Over the past couple of weeks I worked on a set with over 6 models, gorgeous models with great rock hard bodies who were wearing swimwear and I was quite shocked to hear them all talking about how they are either going to get plastic surgery within the next 6 months, be it for breast augmentations or tummy tucks or even getting their nose fixed here and there. Honestly, there was absolutely nothing wrong with these models but they were all under the impression that if they did not get these procedures they will not get enough work from their agencies. I think it’s complete and utter nonsense.

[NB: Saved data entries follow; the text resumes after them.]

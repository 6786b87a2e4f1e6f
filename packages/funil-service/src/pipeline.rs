use funil_domain::{ProductType, status::ProposalStatus};
use serde::{Deserialize, Serialize};
use time::OffsetDateTime;
use uuid::Uuid;

use funil_storage::{models::Proposal, queries};

use crate::{FunilService, ServiceError, ServiceResult, time_serde};

#[derive(Debug, Deserialize)]
pub struct CreateProposalRequest {
	pub lead_id: Option<Uuid>,
	pub closer_id: Option<Uuid>,
	pub title: String,
	pub product_type: Option<ProductType>,
	/// Deal heat on a 0..=10 scale.
	pub calor: Option<i32>,
}

#[derive(Debug, Serialize)]
pub struct CreateProposalResponse {
	pub proposal_id: Uuid,
	pub status: String,
}

#[derive(Debug, Deserialize)]
pub struct UpdateStatusRequest {
	pub proposal_id: Uuid,
	pub status: String,
	/// Required when closing as `vendido`; rejected otherwise.
	pub sale_value: Option<f64>,
}

#[derive(Debug, Serialize)]
pub struct UpdateStatusResponse {
	pub proposal_id: Uuid,
	pub status: String,
	#[serde(with = "time_serde::option")]
	pub closed_at: Option<OffsetDateTime>,
}

impl FunilService {
	pub async fn create_proposal(
		&self,
		request: CreateProposalRequest,
	) -> ServiceResult<CreateProposalResponse> {
		let title = request.title.trim();

		if title.is_empty() {
			return Err(ServiceError::InvalidRequest {
				message: "title must not be empty.".to_string(),
			});
		}
		if let Some(calor) = request.calor
			&& !(0..=10).contains(&calor)
		{
			return Err(ServiceError::InvalidRequest {
				message: "calor must be between 0 and 10.".to_string(),
			});
		}
		if let Some(closer_id) = request.closer_id
			&& queries::fetch_team_member(&self.db, closer_id).await?.is_none()
		{
			return Err(ServiceError::NotFound {
				message: format!("Team member {closer_id} does not exist."),
			});
		}
		if let Some(lead_id) = request.lead_id
			&& queries::fetch_lead(&self.db, lead_id).await?.is_none()
		{
			return Err(ServiceError::NotFound {
				message: format!("Lead {lead_id} does not exist."),
			});
		}

		let now = OffsetDateTime::now_utc();
		let proposal = Proposal {
			proposal_id: Uuid::new_v4(),
			lead_id: request.lead_id,
			closer_id: request.closer_id,
			title: title.to_string(),
			sale_value: None,
			product_type: request.product_type.map(|pt| pt.as_str().to_string()),
			status: ProposalStatus::MarcarCompromisso.as_str().to_string(),
			calor: request.calor,
			created_at: now,
			updated_at: now,
			closed_at: None,
		};

		queries::insert_proposal(&self.db, &proposal).await?;
		tracing::info!(proposal_id = %proposal.proposal_id, "Proposal created.");

		Ok(CreateProposalResponse { proposal_id: proposal.proposal_id, status: proposal.status })
	}

	/// Moves a proposal along its lifecycle. The row is locked for the span of
	/// the check-then-write so two concurrent updates cannot both pass the
	/// transition guard.
	pub async fn update_proposal_status(
		&self,
		request: UpdateStatusRequest,
	) -> ServiceResult<UpdateStatusResponse> {
		let to = ProposalStatus::parse(&request.status).ok_or_else(|| {
			ServiceError::InvalidRequest {
				message: format!("Unknown proposal status `{}`.", request.status),
			}
		})?;

		if request.sale_value.is_some() && to != ProposalStatus::Vendido {
			return Err(ServiceError::InvalidRequest {
				message: "sale_value may only be set when closing as vendido.".to_string(),
			});
		}

		let now = OffsetDateTime::now_utc();
		let mut tx = self.db.pool.begin().await.map_err(ServiceError::from)?;
		let proposal = queries::fetch_proposal_for_update_tx(&mut tx, request.proposal_id)
			.await?
			.ok_or_else(|| ServiceError::NotFound {
				message: format!("Proposal {} does not exist.", request.proposal_id),
			})?;
		let from = ProposalStatus::parse(&proposal.status).ok_or_else(|| {
			ServiceError::Storage {
				message: format!(
					"Proposal {} carries unknown status `{}`.",
					proposal.proposal_id, proposal.status
				),
			}
		})?;

		if !from.can_transition(to) {
			return Err(ServiceError::InvalidTransition {
				message: format!(
					"Cannot move a proposal from `{}` to `{}`.",
					from.as_str(),
					to.as_str()
				),
			});
		}

		let (sale_value, closed_at) = if to == ProposalStatus::Vendido {
			let value = request.sale_value.ok_or_else(|| ServiceError::InvalidRequest {
				message: "sale_value is required when closing as vendido.".to_string(),
			})?;

			if !value.is_finite() || value < 0. {
				return Err(ServiceError::InvalidRequest {
					message: "sale_value must be a non-negative number.".to_string(),
				});
			}

			(Some(value), Some(now))
		} else {
			(proposal.sale_value, proposal.closed_at)
		};

		queries::update_proposal_status_tx(
			&mut tx,
			proposal.proposal_id,
			to.as_str(),
			sale_value,
			closed_at,
			now,
		)
		.await?;
		tx.commit().await.map_err(ServiceError::from)?;
		tracing::info!(
			proposal_id = %proposal.proposal_id,
			from = from.as_str(),
			to = to.as_str(),
			"Proposal status updated.",
		);

		Ok(UpdateStatusResponse {
			proposal_id: proposal.proposal_id,
			status: to.as_str().to_string(),
			closed_at,
		})
	}
}
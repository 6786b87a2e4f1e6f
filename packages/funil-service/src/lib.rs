pub mod commissions;
pub mod goals;
pub mod pipeline;
pub mod scoring;
pub mod team;
pub mod time_serde;
pub mod webhooks;

use std::{future::Future, pin::Pin, sync::Arc};

pub use commissions::{CommissionSummary, SummaryRequest};
use funil_config::{Config, LlmProviderConfig};
use funil_providers::llm;
use funil_storage::db::Db;
pub use goals::{CreateGoalRequest, CreateGoalResponse};
pub use pipeline::{
	CreateProposalRequest, CreateProposalResponse, UpdateStatusRequest, UpdateStatusResponse,
};
pub use scoring::{CoachAdvice, CoachProposalRequest, LeadAssessment, ScoreLeadRequest, ScoreLeadResponse};
pub use team::{CreateMemberRequest, MemberView, UpdateMemberRequest};
pub use webhooks::WebhookResponse;
use serde_json::Value;

pub type ServiceResult<T> = Result<T, ServiceError>;

pub type BoxFuture<'a, T> = Pin<Box<dyn Future<Output = T> + Send + 'a>>;

pub trait LlmProvider
where
	Self: Send + Sync,
{
	fn chat<'a>(
		&'a self,
		cfg: &'a LlmProviderConfig,
		messages: &'a [Value],
	) -> BoxFuture<'a, funil_providers::Result<String>>;
}

#[derive(Debug)]
pub enum ServiceError {
	InvalidRequest { message: String },
	NotFound { message: String },
	InvalidTransition { message: String },
	Provider { message: String },
	ProviderStatus { status: u16, message: String },
	Storage { message: String },
}

#[derive(Clone)]
pub struct Providers {
	pub llm: Arc<dyn LlmProvider>,
}

pub struct FunilService {
	pub cfg: Config,
	pub db: Db,
	pub providers: Providers,
}

struct DefaultProviders;

impl std::fmt::Display for ServiceError {
	fn fmt(&self, f: &mut std::fmt::Formatter<'_>) -> std::fmt::Result {
		match self {
			Self::InvalidRequest { message } => write!(f, "Invalid request: {message}"),
			Self::NotFound { message } => write!(f, "Not found: {message}"),
			Self::InvalidTransition { message } => write!(f, "Invalid transition: {message}"),
			Self::Provider { message } => write!(f, "Provider error: {message}"),
			Self::ProviderStatus { status, message } => {
				write!(f, "Provider returned status {status}: {message}")
			},
			Self::Storage { message } => write!(f, "Storage error: {message}"),
		}
	}
}

impl std::error::Error for ServiceError {}

impl From<sqlx::Error> for ServiceError {
	fn from(err: sqlx::Error) -> Self {
		Self::Storage { message: err.to_string() }
	}
}

impl From<funil_storage::Error> for ServiceError {
	fn from(err: funil_storage::Error) -> Self {
		match err {
			funil_storage::Error::Sqlx(inner) => Self::Storage { message: inner.to_string() },
			funil_storage::Error::InvalidArgument(message) => Self::InvalidRequest { message },
			funil_storage::Error::NotFound(message) => Self::NotFound { message },
		}
	}
}

impl From<funil_providers::Error> for ServiceError {
	fn from(err: funil_providers::Error) -> Self {
		match err {
			// Rate-limit and billing statuses travel to the caller unchanged.
			funil_providers::Error::Status { status, body } if status == 429 || status == 402 =>
				Self::ProviderStatus { status, message: body },
			other => Self::Provider { message: other.to_string() },
		}
	}
}

impl LlmProvider for DefaultProviders {
	fn chat<'a>(
		&'a self,
		cfg: &'a LlmProviderConfig,
		messages: &'a [Value],
	) -> BoxFuture<'a, funil_providers::Result<String>> {
		Box::pin(llm::chat(cfg, messages))
	}
}

impl Providers {
	pub fn new(llm: Arc<dyn LlmProvider>) -> Self {
		Self { llm }
	}
}

impl Default for Providers {
	fn default() -> Self {
		Self { llm: Arc::new(DefaultProviders) }
	}
}

impl FunilService {
	pub fn new(cfg: Config, db: Db) -> Self {
		Self { cfg, db, providers: Providers::default() }
	}

	pub fn with_providers(cfg: Config, db: Db, providers: Providers) -> Self {
		Self { cfg, db, providers }
	}
}
use serde_json::Value;
use time::OffsetDateTime;
use uuid::Uuid;

#[derive(Debug, Clone, sqlx::FromRow)]
pub struct TeamMember {
	pub member_id: Uuid,
	pub name: String,
	pub role: String,
	pub is_active: bool,
	pub ote_base: f64,
	pub ote_bonus: f64,
	pub commission_mrr_percent: Option<f64>,
	pub commission_projeto_percent: Option<f64>,
	pub created_at: OffsetDateTime,
	pub updated_at: OffsetDateTime,
}

#[derive(Debug, Clone, sqlx::FromRow)]
pub struct Lead {
	pub lead_id: Uuid,
	pub name: String,
	pub email: String,
	pub phone: Option<String>,
	pub company: Option<String>,
	pub origin: String,
	pub score: Option<i32>,
	pub created_at: OffsetDateTime,
	pub updated_at: OffsetDateTime,
}

#[derive(Debug, sqlx::FromRow)]
pub struct LeadHistoryEntry {
	pub history_id: Uuid,
	pub lead_id: Uuid,
	pub action: String,
	pub detail: Value,
	pub created_at: OffsetDateTime,
}

#[derive(Debug, Clone, sqlx::FromRow)]
pub struct Proposal {
	pub proposal_id: Uuid,
	pub lead_id: Option<Uuid>,
	pub closer_id: Option<Uuid>,
	pub title: String,
	pub sale_value: Option<f64>,
	pub product_type: Option<String>,
	pub status: String,
	pub calor: Option<i32>,
	pub created_at: OffsetDateTime,
	pub updated_at: OffsetDateTime,
	pub closed_at: Option<OffsetDateTime>,
}

#[derive(Debug, sqlx::FromRow)]
pub struct Meeting {
	pub meeting_id: Uuid,
	pub lead_id: Option<Uuid>,
	pub sdr_id: Option<Uuid>,
	pub status: String,
	pub meeting_date: OffsetDateTime,
	pub created_at: OffsetDateTime,
}

#[derive(Debug, sqlx::FromRow)]
pub struct Goal {
	pub goal_id: Uuid,
	pub team_member_id: Option<Uuid>,
	pub month: i32,
	pub year: i32,
	pub r#type: String,
	pub target_value: f64,
	pub created_at: OffsetDateTime,
}
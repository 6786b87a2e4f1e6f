pub mod llm;

mod error;

pub use error::{Error, Result};

use reqwest::header::{AUTHORIZATION, HeaderMap, HeaderName};
use serde_json::{Map, Value};

pub fn auth_headers(api_key: &str, default_headers: &Map<String, Value>) -> Result<HeaderMap> {
	let mut headers = HeaderMap::new();

	headers.insert(
		AUTHORIZATION,
		format!("Bearer {api_key}")
			.parse()
			.map_err(|_| Error::InvalidHeader { name: "authorization".to_string() })?,
	);

	for (key, value) in default_headers {
		let Some(raw) = value.as_str() else {
			return Err(Error::InvalidHeader { name: key.clone() });
		};
		let name = HeaderName::from_bytes(key.as_bytes())
			.map_err(|_| Error::InvalidHeader { name: key.clone() })?;

		headers.insert(name, raw.parse().map_err(|_| Error::InvalidHeader { name: key.clone() })?);
	}

	Ok(headers)
}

Now I am well aware I could do with losing weight to feel healthier but, I have always been horrified at the medias perception of what a beautiful woman should look like. Skinny, Tall, and a strong resemblance to Barbie seems to be the norm. But I, like many others, am a whole different type of normal beauty. Curvy, soft, and nowhere near a size 0. Yet, I believe I shine. Why can’t we focus on inner beauty, the radiance of a woman’s smile, the curve of her hips, and the light in her eyes? After doing some reading on the internet, I found this article which is so true and may do us all a favour for reading about it.
The plastic surgery a model needs to look like Barbie

Written by Piper Weiss of Shine Staff.
We know that Barbie’s body is anatomically impossible. So why are we still trying for it?
Every day a new plastic surgery promise emerges: scooped-out backs rear-end lifts, sculpted kneecaps. If it’s possible, it’s suddenly necessary.
But what exactly would you have to go through to get the ‘perfect’ Barbie body? In the latest issue of O Magazine, model Katie Halchishick becomes the human diagram.
Posing for photographer Matthew Ralston, her glamorous, Marilyn Monroe-type features are surgically outlined according to Barbie’s proportions.
Here’s a breakdown of what she’d need done to be the kind of doll women aspire to: a brow lift, a jaw line shave, rhinoplasty, a cheek and neck reduction, a chin implant, scooped-out shoulders, a breast lift, liposuction on her arms, and tummy tuck, which would also have to be sculpted as if it were lined in whale-bone from the inside. And that’s just the half of her.
Halchishick doesn’t actually need or want any of these procedures. She’s proving a point: just because our distorted image of how a body should be is medically attainable, that doesn’t mean it should be attained.

And if you doubt that anyone actually wants to look like Barbie, meet Cindy Jackson, a 55-year-old woman who’s had 52 cosmetic surgeries to look like her plastic idol.”This is the way I should look,” Jackson told Good Morning America. “It’s evolution. It’s medical progress.” There’s also 10-in-one-day record-holder Heidi Montag, and a revolving door of on-screen personalities who look more like each other and less like human beings by the day.
Not everyone would call that progress. “The number one wish for all teenage girls is to be thinner,” said Halchishick, a former Ford Model who now mentors high school students about body image issues. “They think what makes a girl beautiful is skinny with big boobs, perfect hair, perfect make-up.” Last year a total of 13.1 million body parts were surgically altered. Five percent of patients were under the age of 20.
Halchishick, who co-founded the website Healthy is the New Skinny, doesn’t place all the blame on surgery or a pint-sized rubber and plastic doll. She believes change has to start in schools, as well as in the fashion industry. “Girls want to know how to lose weight so badly, and the schools don’t want to talk about it, because they’re worried they’ll develop a complex,” she told The Gloss in March. “There need to be models to show [girls] to wish for more.” She now heads up her own modelling agency for women with natural figures. She’s also campaigned to get plus-sized designers into New York Fashion Week. But her spread in O magazine, the first nude pictorial they’ve ever featured, has been the most buzz-worthy.
Accompanied by an essay by writer Amy Bloom, the photograph is intended to make women rethink their body image ideals. But it hasn’t had that effect on everyone. When one 15-year-old girl saw this photo of Halchishick, her first thought was of her own imperfection, according to a blogger for Healthy is the New Skinny. “I thought if a girl as pretty as that has to change so much to be perfect, it made me wonder how much more I’d have to change.”
I hope you enjoyed it as much as I did… never forget you are beautiful, no matter what size pants you wear and just strive to be the best you can be!